La tensión entre el sector comercial y el Gobierno Nacional sumó un nuevo capítulo tras la reciente reunión con el ministro de Economía, Luis Caputo
La Cámara Argentina de Distribuidores y Autoservicios Mayoristas (CADAM) lanzó un fuerte comunicado en el que califica de «inviable» el último acuerdo salarial de Comercio. Los mayoristas no solo rechazan los aumentos, sino que denuncian una falta de representatividad que pone en jaque la sostenibilidad de las pequeñas y medianas empresas del sector.
Un acuerdo «desconectado de la realidad» y márgenes en rojo
Para CADAM, el bono extraordinario de $120.000 —que consolida diversas sumas no remunerativas— es la gota que colmó el vaso. La cámara sostiene que esta paritaria fue pactada de forma «inconsulta» y que no refleja la crítica caída del consumo que vienen registrando los salones de ventas. En un escenario de inflación persistente y ventas en declive, advierten que muchas pymes ya operan con márgenes negativos, por lo que absorber estos costos laborales es, en la práctica, imposible.
El malestar no se limita solo al incremento salarial básico. Los mayoristas pusieron la lupa sobre las «cargas ocultas» que encarecen el costo laboral total. Entre ellas, cuestionan con dureza la vigencia de aportes extraordinarios a la obra social OSECAC que datan de la pandemia, así como las contribuciones al INACAP y el seguro de retiro «La Estrella», los cuales consideran beneficios corporativos ajenos a la productividad del trabajador.
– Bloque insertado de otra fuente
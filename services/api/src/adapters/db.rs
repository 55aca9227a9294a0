//! services/api/src/adapters/db.rs
//!
//! This module contains the database adapter, which is the concrete implementation
//! of the `DatabaseService` port from the `core` crate. It handles all interactions
//! with the PostgreSQL database using `sqlx`.

use async_trait::async_trait;
use chrono::{DateTime, NaiveDate, Utc};
use sqlx::{FromRow, PgPool};
use tracing::warn;
use uuid::Uuid;
use verse_companion_core::domain::{Message, MessageRole, Profile, UserCredentials};
use verse_companion_core::ports::{DatabaseService, PortError, PortResult};

//=========================================================================================
// The Main Adapter Struct
//=========================================================================================

/// A database adapter that implements the `DatabaseService` port.
#[derive(Clone)]
pub struct DbAdapter {
    pool: PgPool,
}

impl DbAdapter {
    /// Creates a new `DbAdapter`.
    pub fn new(pool: PgPool) -> Self {
        Self { pool }
    }

    /// A helper function to run database migrations at startup.
    pub async fn run_migrations(&self) -> Result<(), sqlx::Error> {
        sqlx::migrate!("./migrations").run(&self.pool).await?;
        Ok(())
    }
}

/// Maps a unique-constraint violation to `Conflict` and anything else to
/// `Unexpected`.
fn conflict_or_unexpected(e: sqlx::Error, conflict_msg: &str) -> PortError {
    match e.as_database_error() {
        Some(db_err) if db_err.is_unique_violation() => {
            PortError::Conflict(conflict_msg.to_string())
        }
        _ => PortError::Unexpected(e.to_string()),
    }
}

//=========================================================================================
// "Impure" Database Record Structs
//=========================================================================================

#[derive(FromRow)]
struct ProfileRecord {
    id: Uuid,
    email: String,
    current_streak: i32,
    last_engaged_date: Option<NaiveDate>,
    created_at: DateTime<Utc>,
}
impl ProfileRecord {
    fn to_domain(self) -> Profile {
        Profile {
            id: self.id,
            email: self.email,
            // The column has CHECK (current_streak >= 0).
            current_streak: self.current_streak.max(0) as u32,
            last_engaged_date: self.last_engaged_date,
            created_at: self.created_at,
        }
    }
}

#[derive(FromRow)]
struct CredentialsRecord {
    id: Uuid,
    email: String,
    hashed_password: String,
}
impl CredentialsRecord {
    fn to_domain(self) -> UserCredentials {
        UserCredentials {
            user_id: self.id,
            email: self.email,
            hashed_password: self.hashed_password,
        }
    }
}

#[derive(FromRow)]
struct MessageRecord {
    id: Uuid,
    user_id: Uuid,
    content: String,
    role: String,
    created_at: DateTime<Utc>,
    conversation_date: NaiveDate,
}
impl MessageRecord {
    /// `None` when the stored role is not one we know; the caller skips
    /// such rows rather than failing the whole read.
    fn to_domain(self) -> Option<Message> {
        let role = MessageRole::parse(&self.role)?;
        Some(Message {
            id: self.id,
            user_id: self.user_id,
            content: self.content,
            role,
            created_at: self.created_at,
            conversation_date: self.conversation_date,
        })
    }
}

#[derive(FromRow)]
struct SessionUserRecord {
    user_id: Uuid,
}

//=========================================================================================
// `DatabaseService` Trait Implementation
//=========================================================================================

#[async_trait]
impl DatabaseService for DbAdapter {
    async fn create_profile(&self, email: &str, hashed_password: &str) -> PortResult<Profile> {
        let record = sqlx::query_as::<_, ProfileRecord>(
            "INSERT INTO profiles (id, email, hashed_password, current_streak, last_engaged_date) \
             VALUES ($1, $2, $3, 0, NULL) \
             RETURNING id, email, current_streak, last_engaged_date, created_at",
        )
        .bind(Uuid::new_v4())
        .bind(email)
        .bind(hashed_password)
        .fetch_one(&self.pool)
        .await
        .map_err(|e| conflict_or_unexpected(e, "An account with this email already exists"))?;

        Ok(record.to_domain())
    }

    async fn get_profile(&self, user_id: Uuid) -> PortResult<Profile> {
        let record = sqlx::query_as::<_, ProfileRecord>(
            "SELECT id, email, current_streak, last_engaged_date, created_at \
             FROM profiles WHERE id = $1",
        )
        .bind(user_id)
        .fetch_one(&self.pool)
        .await
        .map_err(|e| match e {
            sqlx::Error::RowNotFound => PortError::NotFound(format!("Profile {} not found", user_id)),
            _ => PortError::Unexpected(e.to_string()),
        })?;

        Ok(record.to_domain())
    }

    async fn get_credentials_by_email(&self, email: &str) -> PortResult<UserCredentials> {
        let record = sqlx::query_as::<_, CredentialsRecord>(
            "SELECT id, email, hashed_password FROM profiles WHERE email = $1",
        )
        .bind(email)
        .fetch_one(&self.pool)
        .await
        .map_err(|e| match e {
            sqlx::Error::RowNotFound => {
                PortError::NotFound(format!("No account for email {}", email))
            }
            _ => PortError::Unexpected(e.to_string()),
        })?;

        Ok(record.to_domain())
    }

    async fn record_engagement(
        &self,
        user_id: Uuid,
        streak: u32,
        engaged_on: NaiveDate,
    ) -> PortResult<()> {
        let result = sqlx::query(
            "UPDATE profiles SET current_streak = $1, last_engaged_date = $2 WHERE id = $3",
        )
        .bind(streak as i32)
        .bind(engaged_on)
        .bind(user_id)
        .execute(&self.pool)
        .await
        .map_err(|e| PortError::Unexpected(e.to_string()))?;

        if result.rows_affected() == 0 {
            return Err(PortError::NotFound(format!("Profile {} not found", user_id)));
        }
        Ok(())
    }

    async fn append_message(
        &self,
        user_id: Uuid,
        content: &str,
        role: MessageRole,
        conversation_date: NaiveDate,
    ) -> PortResult<Message> {
        let record = sqlx::query_as::<_, MessageRecord>(
            "INSERT INTO messages (id, user_id, content, role, conversation_date) \
             VALUES ($1, $2, $3, $4, $5) \
             RETURNING id, user_id, content, role, created_at, conversation_date",
        )
        .bind(Uuid::new_v4())
        .bind(user_id)
        .bind(content)
        .bind(role.as_str())
        .bind(conversation_date)
        .fetch_one(&self.pool)
        .await
        .map_err(|e| {
            conflict_or_unexpected(e, "A daily verse message already exists for this day")
        })?;

        record
            .to_domain()
            .ok_or_else(|| PortError::Unexpected("Inserted message read back with an unknown role".to_string()))
    }

    async fn message_history(&self, user_id: Uuid) -> PortResult<Vec<Message>> {
        let records = sqlx::query_as::<_, MessageRecord>(
            "SELECT id, user_id, content, role, created_at, conversation_date \
             FROM messages WHERE user_id = $1 ORDER BY created_at ASC",
        )
        .bind(user_id)
        .fetch_all(&self.pool)
        .await
        .map_err(|e| PortError::Unexpected(e.to_string()))?;

        let messages = records
            .into_iter()
            .filter_map(|r| {
                let id = r.id;
                let message = r.to_domain();
                if message.is_none() {
                    warn!("Skipping message {} with an unknown role", id);
                }
                message
            })
            .collect();
        Ok(messages)
    }

    async fn create_auth_session(
        &self,
        session_id: &str,
        user_id: Uuid,
        expires_at: DateTime<Utc>,
    ) -> PortResult<()> {
        sqlx::query("INSERT INTO auth_sessions (id, user_id, expires_at) VALUES ($1, $2, $3)")
            .bind(session_id)
            .bind(user_id)
            .bind(expires_at)
            .execute(&self.pool)
            .await
            .map_err(|e| PortError::Unexpected(e.to_string()))?;
        Ok(())
    }

    async fn validate_auth_session(&self, session_id: &str) -> PortResult<Uuid> {
        let record = sqlx::query_as::<_, SessionUserRecord>(
            "SELECT user_id FROM auth_sessions WHERE id = $1 AND expires_at > now()",
        )
        .bind(session_id)
        .fetch_one(&self.pool)
        .await
        .map_err(|e| match e {
            sqlx::Error::RowNotFound => PortError::Unauthorized,
            _ => PortError::Unexpected(e.to_string()),
        })?;

        Ok(record.user_id)
    }

    async fn delete_auth_session(&self, session_id: &str) -> PortResult<()> {
        sqlx::query("DELETE FROM auth_sessions WHERE id = $1")
            .bind(session_id)
            .execute(&self.pool)
            .await
            .map_err(|e| PortError::Unexpected(e.to_string()))?;
        Ok(())
    }
}
//! services/api/src/web/state.rs
//!
//! Defines the application's shared state.

use crate::config::Config;
use std::sync::Arc;
use verse_companion_core::ports::{DatabaseService, ReflectionService, VerseProvider};

/// The shared application state, created once at startup and passed to all handlers.
#[derive(Clone)]
pub struct AppState {
    pub db: Arc<dyn DatabaseService>,
    pub verses: Arc<dyn VerseProvider>,
    pub reflection: Arc<dyn ReflectionService>,
    pub config: Arc<Config>,
}
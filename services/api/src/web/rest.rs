//! services/api/src/web/rest.rs
//!
//! Contains the Axum handlers for verse search and profile reads, and the
//! master definition for the OpenAPI specification.

use crate::web::state::AppState;
use axum::{
    extract::{Extension, Query, State},
    http::StatusCode,
    response::{IntoResponse, Json},
};
use chrono::{DateTime, NaiveDate, Utc};
use serde::{Deserialize, Serialize};
use std::sync::Arc;
use tracing::error;
use utoipa::{IntoParams, OpenApi, ToSchema};
use uuid::Uuid;

use verse_companion_core::domain::{Profile, VerseContent};
use verse_companion_core::ports::PortError;

use crate::web::auth;
use crate::web::chat;

//=========================================================================================
// OpenAPI Master Definition
//=========================================================================================

#[derive(OpenApi)]
#[openapi(
    paths(
        auth::signup_handler,
        auth::login_handler,
        auth::logout_handler,
        chat::open_today_handler,
        chat::send_message_handler,
        search_verses_handler,
        profile_handler,
    ),
    components(
        schemas(
            auth::SignupRequest,
            auth::LoginRequest,
            auth::AuthResponse,
            chat::VersePayload,
            chat::MessagePayload,
            chat::DailyChatResponse,
            chat::SendMessageRequest,
            chat::ExchangeResponse,
            VerseSearchResult,
            SearchResponse,
            ProfileResponse,
        )
    ),
    tags(
        (name = "Verse Companion API", description = "API endpoints for the daily verse chat companion.")
    )
)]
pub struct ApiDoc;

//=========================================================================================
// API Response and Payload Structs
//=========================================================================================

/// One verse in a search result. A passage spanning several verses returns
/// one entry per verse.
#[derive(Serialize, ToSchema)]
pub struct VerseSearchResult {
    pub reference: String,
    pub text: String,
    pub translation: String,
}

impl From<VerseContent> for VerseSearchResult {
    fn from(content: VerseContent) -> Self {
        Self {
            reference: content.reference,
            text: content.text,
            translation: content.translation,
        }
    }
}

#[derive(Serialize, ToSchema)]
pub struct SearchResponse {
    pub results: Vec<VerseSearchResult>,
}

#[derive(Serialize, ToSchema)]
pub struct ProfileResponse {
    pub id: Uuid,
    pub email: String,
    pub current_streak: u32,
    pub last_engaged_date: Option<NaiveDate>,
    pub created_at: DateTime<Utc>,
}

impl From<Profile> for ProfileResponse {
    fn from(profile: Profile) -> Self {
        Self {
            id: profile.id,
            email: profile.email,
            current_streak: profile.current_streak,
            last_engaged_date: profile.last_engaged_date,
            created_at: profile.created_at,
        }
    }
}

#[derive(Deserialize, IntoParams)]
pub struct SearchParams {
    /// A verse reference like "John 3:16" or "Psalm 23".
    pub q: Option<String>,
}

//=========================================================================================
// REST API Handlers
//=========================================================================================

/// GET /verses/search - Look up a passage by reference
#[utoipa::path(
    get,
    path = "/verses/search",
    params(SearchParams),
    responses(
        (status = 200, description = "Matching verses", body = SearchResponse),
        (status = 400, description = "Missing search query"),
        (status = 401, description = "Not authenticated"),
        (status = 404, description = "No passage matches the query"),
        (status = 500, description = "Internal server error")
    )
)]
pub async fn search_verses_handler(
    State(app_state): State<Arc<AppState>>,
    Query(params): Query<SearchParams>,
) -> Result<impl IntoResponse, (StatusCode, String)> {
    let query = params.q.as_deref().map(str::trim).unwrap_or_default();
    if query.is_empty() {
        return Err((
            StatusCode::BAD_REQUEST,
            "A search query is required".to_string(),
        ));
    }

    match app_state.verses.search_passage(query).await {
        Ok(results) => {
            let results = results.into_iter().map(VerseSearchResult::from).collect();
            Ok(Json(SearchResponse { results }))
        }
        Err(PortError::NotFound(msg)) => Err((StatusCode::NOT_FOUND, msg)),
        Err(e) => {
            error!("Failed to search verses: {:?}", e);
            Err((
                StatusCode::INTERNAL_SERVER_ERROR,
                "Failed to search verses".to_string(),
            ))
        }
    }
}

/// GET /profile - The authenticated user's profile and streak
#[utoipa::path(
    get,
    path = "/profile",
    responses(
        (status = 200, description = "The user's profile", body = ProfileResponse),
        (status = 401, description = "Not authenticated"),
        (status = 404, description = "Profile not found"),
        (status = 500, description = "Internal server error")
    )
)]
pub async fn profile_handler(
    State(app_state): State<Arc<AppState>>,
    Extension(user_id): Extension<Uuid>,
) -> Result<impl IntoResponse, (StatusCode, String)> {
    match app_state.db.get_profile(user_id).await {
        Ok(profile) => Ok(Json(ProfileResponse::from(profile))),
        Err(PortError::NotFound(msg)) => Err((StatusCode::NOT_FOUND, msg)),
        Err(e) => {
            error!("Failed to load profile: {:?}", e);
            Err((
                StatusCode::INTERNAL_SERVER_ERROR,
                "Failed to load profile".to_string(),
            ))
        }
    }
}
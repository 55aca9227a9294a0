//! services/api/src/adapters/reflection_llm.rs
//!
//! This module contains the adapter for the reflection LLM.
//! It implements the `ReflectionService` port from the `core` crate.

use async_openai::{
    config::OpenAIConfig,
    error::OpenAIError,
    types::chat::{
        ChatCompletionRequestSystemMessageArgs, ChatCompletionRequestUserMessageArgs,
        CreateChatCompletionRequestArgs,
    },
    Client,
};
use async_trait::async_trait;
use verse_companion_core::domain::DailyVerse;
use verse_companion_core::ports::{PortError, PortResult, ReflectionService};

const SYSTEM_PROMPT: &str = "You are a helpful Bible study assistant. Provide insightful, \
respectful commentary that encourages deeper reflection.";

const USER_PROMPT_TEMPLATE: &str = r#"The user is reflecting on this Bible verse: "{verse_text}" ({verse_reference}). Here is their message: "{user_message}""#;

//=========================================================================================
// The Main Adapter Struct
//=========================================================================================

/// An adapter that implements `ReflectionService` using an OpenAI-compatible LLM.
#[derive(Clone)]
pub struct OpenAiReflectionAdapter {
    client: Client<OpenAIConfig>,
    model: String,
}

impl OpenAiReflectionAdapter {
    /// Creates a new `OpenAiReflectionAdapter`.
    pub fn new(client: Client<OpenAIConfig>, model: String) -> Self {
        Self { client, model }
    }

    fn build_prompt(verse: &DailyVerse, user_message: &str) -> String {
        USER_PROMPT_TEMPLATE
            .replace("{verse_text}", &verse.text)
            .replace("{verse_reference}", &verse.reference)
            .replace("{user_message}", user_message)
    }
}

//=========================================================================================
// `ReflectionService` Trait Implementation
//=========================================================================================

#[async_trait]
impl ReflectionService for OpenAiReflectionAdapter {
    /// Produces a single reflection reply to the user's message about
    /// today's verse.
    async fn reflect(&self, verse: &DailyVerse, user_message: &str) -> PortResult<String> {
        let messages = vec![
            ChatCompletionRequestSystemMessageArgs::default()
                .content(SYSTEM_PROMPT)
                .build()
                .map_err(|e| PortError::Unexpected(e.to_string()))?
                .into(),
            ChatCompletionRequestUserMessageArgs::default()
                .content(Self::build_prompt(verse, user_message))
                .build()
                .map_err(|e| PortError::Unexpected(e.to_string()))?
                .into(),
        ];

        let request = CreateChatCompletionRequestArgs::default()
            .model(&self.model)
            .messages(messages)
            .temperature(0.7)
            .n(1)
            .build()
            .map_err(|e| PortError::Unexpected(e.to_string()))?;

        // Call the API and manually map the error if it occurs, which respects the orphan rule.
        let response = self
            .client
            .chat()
            .create(request)
            .await
            .map_err(|e: OpenAIError| PortError::Unexpected(e.to_string()))?;

        // Extract the text content from the first choice in the response.
        if let Some(choice) = response.choices.into_iter().next() {
            if let Some(content) = choice.message.content {
                Ok(content)
            } else {
                Err(PortError::Unexpected(
                    "Reflection LLM response contained no text content.".to_string(),
                ))
            }
        } else {
            Err(PortError::Unexpected(
                "Reflection LLM returned no choices in its response.".to_string(),
            ))
        }
    }
}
El pedido formal al Gobierno: no homologar el acuerdo
La entidad empresaria anunció que elevará una carta formal a la Secretaría de Trabajo con un pedido contundente: que no se homologue el nuevo acuerdo paritario. El argumento central de CADAM es que, al ser un actor clave en la generación de empleo, su exclusión de las negociaciones vicia de nulidad la equidad del pacto.
«Las decisiones que impactan en nuestras empresas no pueden tomarse sin nosotros», expresaron desde la cámara. La exigencia de incorporarse a la mesa paritaria busca transparentar los acuerdos y evitar que ciertos aportes patronales terminen financiando estructuras institucionales de otras cámaras (como CAME o CAC) en lugar de fortalecer el salario real o la competitividad del sector.
Impacto en la informalidad y la sostenibilidad pyme
El sector mayorista advierte que esta presión impositiva y salarial, lejos de beneficiar al trabajador, termina fomentando la informalidad laboral. Al volverse insostenible el costo de un empleado en blanco bajo estas condiciones, el sistema expulsa a las empresas hacia la precariedad para poder sobrevivir.
En el cierre de su comunicado, CADAM fue tajante: el entramado empleador necesita acuerdos «sostenibles y transparentes». Sin una revisión de los conceptos adicionales que engrosan las paritarias, el sector advierte que el riesgo de cierre de locales y pérdida de puestos de trabajo genuinos es una posibilidad cada vez más cercana en el corto plazo.